La aplicación de la nueva estrategia sobre el terreno comenzó abruptamente en mayo de 2009 cuando se produjo el relevo del jefe de ISAF y Enduring Freedom en Afganistán, general David McKiernan. Su sustituto era Stanley McChrystal, un especialista en inteligencia y operaciones especiales, también participante en la Surge iraquí como jefe del Mando Conjunto de Operaciones Especiales, que había desempeñado un notable papel en la eliminación de líderes insurgentes. La figura de un general como McChrystal, especialista en operaciones limitadas y quirúrgicas, daba probablemente cierta confianza a Obama en que podría enderezar la deteriorada situación del conflicto sin peticiones excesivas de fuerzas y recursos adicionales.

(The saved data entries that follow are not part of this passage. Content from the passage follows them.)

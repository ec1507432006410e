use crate::{
    mov_operand, unpack_mov_operand, AddressFlags, Instruction, Opcode, RegisterId,
};

use rstest::rstest;
use strum::IntoEnumIterator;

#[test]
fn opcode_discriminants_survive_low_bit_decode() {
    for op in Opcode::iter() {
        assert_eq!(op, Opcode::from_low_bits(op as u8));
    }
}

#[test]
fn opcode_decode_ignores_flag_bits() {
    let lead = Opcode::STA as u8 | AddressFlags::STACK.bits();
    assert_eq!(Opcode::STA, Opcode::from_low_bits(lead));
}

#[rstest]
#[case(AddressFlags::empty(), "LDA 7")]
#[case(AddressFlags::STACK, "LDA $7")]
#[case(AddressFlags::MEM, "LDA [7]")]
fn listing_syntax_reflects_flags(#[case] flags: AddressFlags, #[case] rendered: &str) {
    let inst = Instruction::with_flags(Opcode::LDA, flags, 7);
    assert_eq!(rendered, inst.to_string());

    let [lead, operand] = inst.to_bytes();
    assert_eq!(inst, Instruction::from_bytes(lead, operand).unwrap());
}

#[test]
fn reserved_bit_does_not_decode() {
    let lead = Opcode::LDA as u8 | 0b0010_0000;
    assert!(Instruction::from_bytes(lead, 0).is_err());
}

#[test]
fn mov_operand_round_trip() {
    let operand = mov_operand(RegisterId::O, RegisterId::A);
    assert_eq!(0x50, operand);
    assert_eq!(
        (RegisterId::O, RegisterId::A),
        unpack_mov_operand(operand).unwrap()
    );
}

#[test]
fn register_mirror_addresses_fill_the_top_cells() {
    for reg in RegisterId::iter() {
        let address = reg.mirror_address();
        assert!(address >= 250);
        assert_eq!(Some(reg), RegisterId::from_mirror_address(address));
    }
    assert_eq!(None, RegisterId::from_mirror_address(249));
}
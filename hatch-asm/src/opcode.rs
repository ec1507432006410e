/// Opcode representation for the Hatch VM.
///
/// The opcode occupies the low five bits of the leading instruction byte;
/// the remaining bits carry the addressing flags (see
/// [`AddressFlags`](crate::AddressFlags)). Unless noted otherwise, the
/// operand byte is interpreted through the flags: an immediate, a memory
/// address to dereference, or a 1-based data-stack offset.
#[derive(Debug, Clone, Copy, PartialEq, Eq, Hash, strum::EnumIter, strum::Display)]
#[cfg_attr(feature = "serde", derive(serde::Serialize, serde::Deserialize))]
#[repr(u8)]
pub enum Opcode {
    /// No operation.
    NOP = 0x00,

    /// Loads the operand into register `A`.
    ///
    /// | Operation | `A ← operand` |
    /// | Syntax    | `LDA operand` |
    LDA = 0x01,

    /// Loads the operand into register `B`.
    ///
    /// | Operation | `B ← operand` |
    /// | Syntax    | `LDB operand` |
    LDB = 0x02,

    /// Releases stack-held memory.
    ///
    /// With no flags, pops `operand` entries from the data stack and
    /// releases the scalar cell each one points at. With the memory flag,
    /// pops a single entry addressing a length-prefixed aggregate and
    /// releases all `length + 1` cells.
    FREE = 0x03,

    /// Appends the value of register `B` to the output log.
    PRB = 0x04,

    /// Wrapping addition.
    ///
    /// | Operation | `A ← (A + B) mod 256` |
    ADD = 0x05,

    /// Halts execution.
    HLT = 0x06,

    /// Appends the resolved operand to the output log as an integer.
    PRX = 0x07,

    /// Unconditional jump.
    ///
    /// | Operation | `INST ← operand` |
    JMP = 0x08,

    /// Stores register `A` at the effective address.
    STA = 0x09,

    /// Stores register `B` at the effective address.
    STB = 0x0a,

    /// Increments the byte at the effective address, wrapping.
    INC = 0x0b,

    /// Decrements the byte at the effective address, wrapping.
    DEC = 0x0c,

    /// Register-to-register move.
    ///
    /// The operand packs two register indices: the high nibble selects the
    /// destination, the low nibble the source (see
    /// [`mov_operand`](crate::mov_operand)).
    MOV = 0x0d,

    /// Compares `A` against `B` and latches all six condition flags
    /// (EQ, NE, GT, LT, GE, LE) for the conditional jumps.
    CMP = 0x0e,

    /// Jumps to the operand if the EQ flag is set.
    JE = 0x0f,

    /// Wrapping subtraction.
    ///
    /// | Operation | `A ← (A − B) mod 256` |
    NEG = 0x10,

    /// Calls a function: pushes the (already advanced) instruction pointer
    /// onto the call stack and jumps to the resolved operand.
    CALL = 0x11,

    /// Returns from a function: pops the call stack into `INST`, restores
    /// `A` and `B` from the two `SAVE`d data-stack cells, and — when the
    /// stack flag is clear — loads `F` with the operand (the literal-return
    /// shortcut).
    RET = 0x12,

    /// Reserves `operand` contiguous free cells in the runtime region and
    /// pushes the starting address onto the data stack.
    PUSH = 0x13,

    /// Drops `operand` entries from the data stack without releasing the
    /// memory they address.
    POP = 0x14,

    /// Pushes the current values of `A`, then `B`, onto the data stack.
    SAVE = 0x15,

    /// Jumps to the operand if the NE flag is set.
    JNE = 0x16,

    /// Jumps to the operand if the GT flag is set.
    JG = 0x17,

    /// Jumps to the operand if the LT flag is set.
    JL = 0x18,

    /// Jumps to the operand if the GE flag is set.
    JGE = 0x19,

    /// Jumps to the operand if the LE flag is set.
    JLE = 0x1a,

    /// Loads the offset register `O` with the resolved operand. `O` is
    /// added to every stack-relative and memory-relative effective address.
    OFF = 0x1b,

    /// Wrapping multiplication.
    ///
    /// | Operation | `A ← (A × B) mod 256` |
    MUL = 0x1c,

    /// Truncating division.
    ///
    /// | Operation | `A ← A ÷ B` |
    ///
    /// Division by zero is a runtime fault.
    DIV = 0x1d,

    /// Appends the resolved operand to the output log as a character.
    PRC = 0x1e,

    /// Duplicates the length-prefixed aggregate addressed by the stack
    /// entry at `top − operand` into a fresh allocation and pushes the new
    /// address.
    DUP = 0x1f,
}

impl Opcode {
    /// Bit mask selecting the opcode out of the leading instruction byte.
    pub const MASK: u8 = 0b0001_1111;

    /// Decodes the low five bits of a raw leading byte.
    pub const fn from_low_bits(byte: u8) -> Self {
        use Opcode::*;
        match byte & Self::MASK {
            0x00 => NOP,
            0x01 => LDA,
            0x02 => LDB,
            0x03 => FREE,
            0x04 => PRB,
            0x05 => ADD,
            0x06 => HLT,
            0x07 => PRX,
            0x08 => JMP,
            0x09 => STA,
            0x0a => STB,
            0x0b => INC,
            0x0c => DEC,
            0x0d => MOV,
            0x0e => CMP,
            0x0f => JE,
            0x10 => NEG,
            0x11 => CALL,
            0x12 => RET,
            0x13 => PUSH,
            0x14 => POP,
            0x15 => SAVE,
            0x16 => JNE,
            0x17 => JG,
            0x18 => JL,
            0x19 => JGE,
            0x1a => JLE,
            0x1b => OFF,
            0x1c => MUL,
            0x1d => DIV,
            0x1e => PRC,
            _ => DUP,
        }
    }
}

Los primeros meses de McChrystal en su puesto fueron probablemente los más violentos desde 2001, porque la insurgencia se lanzó a una campaña de gran envergadura, uno de cuyos objetivos principales era sabotear las elecciones presidenciales de agosto. Entre junio y agosto las bajas multinacionales en ISAF y Enduring Freedom llegaron a 189 muertos y más de 1.000 heridos.[4] Pero lo más preocupante fue la evidencia de que la insurgencia se había reforzado hasta el punto de controlar amplias zonas rurales, imponiendo en ellas una administración en la sombra y que, en algunos casos, la población se mostraba más satisfecha con esa administración que con la legítima del gobierno de Kabul.

No obstante, el mayor golpe a los esfuerzos de la comunidad internacional en Afganistán vino precisamente del desarrollo y resultados de las elecciones presidenciales. La combinación de baja participación (38%) y sospechas de fraude, muchas confirmadas, ha supuesto un golpe devastador para la legitimidad del gobierno que surja de estas elecciones y que era, precisamente, uno de los pilares sobre los que debería basarse la nueva estrategia estadounidense en Afganistán. Durante esos duros meses de verano, McChrystal comenzó a imponer una nueva orientación en las operaciones, limitando el recurso al apoyo aéreo para evitar bajas civiles, segregando del Cuartel General de ISAF otro intermedio para encargarse directamente de las operaciones y dando instrucciones para que las unidades de combate se concentrasen en la protección de la población, en lugar de protegerse a sí mismas. Durante ese tiempo el general también preparó su informe inicial, del que se esperaba una evaluación sobre las posibilidades de aplicar sobre el terreno la nueva estrategia definida en marzo y, además, las líneas de desarrollo y aplicación de la estrategia, lo cual significaba definir en términos generales si se iban a necesitar o no más refuerzos.

Valoraciones y dudas sobre el camino a seguir

El informe se entregó oficialmente a finales de agosto de 2009. La evaluación de la situación fue más o menos la que se esperaba: el deterioro en la seguridad era tal que existía un grave riesgo de que toda la campaña terminase en fracaso si no se reaccionaba con energía. Las soluciones de McChrystal recordaban a las aplicadas por Petraeus en Irak: la fuerza debía centrarse en la protección de la población civil y no en su propia seguridad, las acciones militares debían estar perfectamente coordinadas con proyectos de reconstrucción y desarrollo y las fuerzas internacionales debían retomar la iniciativa, haciendo retroceder a la insurgencia el tiempo suficiente para completar la organización de fuerzas de seguridad locales fiables. Estas últimas deberían asumir a medio y largo plazo las tareas de seguridad y deberían ser de entidad superior a las inicialmente previstas, llegando hasta los 400.000 efectivos entre fuerzas militares y policiales.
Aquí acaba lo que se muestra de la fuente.